=== Section Start ===

//! Search and post data types
//!
//! These types are owned copies of what was scraped from the site, so that
//! rendering never depends on the HTML parser.

/// Search terms sent to the site
#[derive(Debug, Clone, PartialEq, Eq)]
pub struct Query {
    terms: Vec<String>,
}

impl Query {
    pub fn new(terms: Vec<String>) -> Self {
        Self { terms }
    }

    /// Split free-form text into terms
    pub fn from_text(text: &str) -> Self {
        Self::new(text.split_whitespace().map(String::from).collect())
    }

    pub fn terms(&self) -> &[String] {
        &self.terms
    }

    pub fn is_empty(&self) -> bool {
        self.terms.is_empty()
    }
}

impl std::fmt::Display for Query {
    fn fmt(&self, f: &mut std::fmt::Formatter<'_>) -> std::fmt::Result {
        f.write_str(&self.terms.join(" "))
    }
}

/// Which candidates are worth fetching
#[derive(Debug, Clone, Copy, PartialEq, Eq)]
pub enum AcceptancePolicy {
    /// Only posts with an accepted answer
    AcceptedOnly,
    /// Posts with any answer, accepted or not
    Answered,
}

impl AcceptancePolicy {
    pub fn from_verified_only(verified_only: bool) -> Self {
        if verified_only {
            AcceptancePolicy::AcceptedOnly
        } else {
            AcceptancePolicy::Answered
        }
    }
}

/// A search result entry referencing a full post
#[derive(Debug, Clone, PartialEq, Eq)]
pub struct PostSummary {
    /// Relative link to the post (e.g. `/questions/123/title`)
    pub href: Option<String>,

    /// Question title as shown in the results
    pub title: String,

    /// The question has an accepted answer
    pub accepted: bool,

    /// The question has at least one answer
    pub answered: bool,
}

impl PostSummary {
    /// Whether the candidate passes the acceptance policy
    pub fn passes(&self, policy: AcceptancePolicy) -> bool {
        match policy {
            AcceptancePolicy::AcceptedOnly => self.accepted,
            AcceptancePolicy::Answered => self.accepted || self.answered,
        }
    }
}

/// One page of search results
#[derive(Debug, Clone, PartialEq, Eq)]
pub struct SearchPage {
    pub page_number: u32,
    pub candidates: Vec<PostSummary>,
}

/// A list entry with its optional link target
#[derive(Debug, Clone, PartialEq, Eq)]
pub struct ListItem {
    pub text: String,
    pub link: Option<String>,
}

/// A classified element of a question or answer body
#[derive(Debug, Clone, PartialEq, Eq)]
pub enum ContentNode {
    Heading(String),
    Paragraph(String),
    Quote(String),
    List(Vec<ListItem>),
    /// Raw source text, already flattened out of any token markup
    CodeBlock(String),
}

/// A fully scraped question with its answer
#[derive(Debug, Clone, PartialEq, Eq)]
pub struct PostDocument {
    /// Absolute URL of the post
    pub url: String,

    pub title: String,

    pub question_body: Vec<ContentNode>,

    pub answer_body: Vec<ContentNode>,

    /// Present only when comments were requested
    pub question_comments: Option<Vec<String>>,

    /// Present only when comments were requested
    pub answer_comments: Option<Vec<String>>,
}

impl PostDocument {
    /// A post is shown only with both a question and an answer
    pub fn is_renderable(&self) -> bool {
        !self.question_body.is_empty() && !self.answer_body.is_empty()
    }
}

#[cfg(test)]
mod tests {
    use super::*;

    fn summary(accepted: bool, answered: bool) -> PostSummary {
        PostSummary {
            href: Some("/questions/1/x".to_string()),
            title: "x".to_string(),
            accepted,
            answered,
        }
    }

    #[test]
    fn test_acceptance_policy() {
        let accepted_only = AcceptancePolicy::from_verified_only(true);
        let answered = AcceptancePolicy::from_verified_only(false);

        assert!(summary(true, true).passes(accepted_only));
        assert!(!summary(false, true).passes(accepted_only));
        assert!(summary(false, true).passes(answered));
        assert!(summary(true, false).passes(answered));
        assert!(!summary(false, false).passes(answered));
    }

    #[test]
    fn test_query_from_text() {
        let query = Query::from_text("  NameError   name 'xyz' ");
        assert_eq!(query.terms(), ["NameError", "name", "'xyz'"]);
        assert_eq!(query.to_string(), "NameError name 'xyz'");
        assert!(Query::from_text("   ").is_empty());
    }
}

=== Section End ===

:: Work instructions ::
The result should be every line that contains "title", copied from the entries.

:: Result for this task ::
    /// Relative link to the post (e.g. `/questions/123/title`)
    /// Question title as shown in the results
    pub title: String,
    pub title: String,
            title: "x".to_string(),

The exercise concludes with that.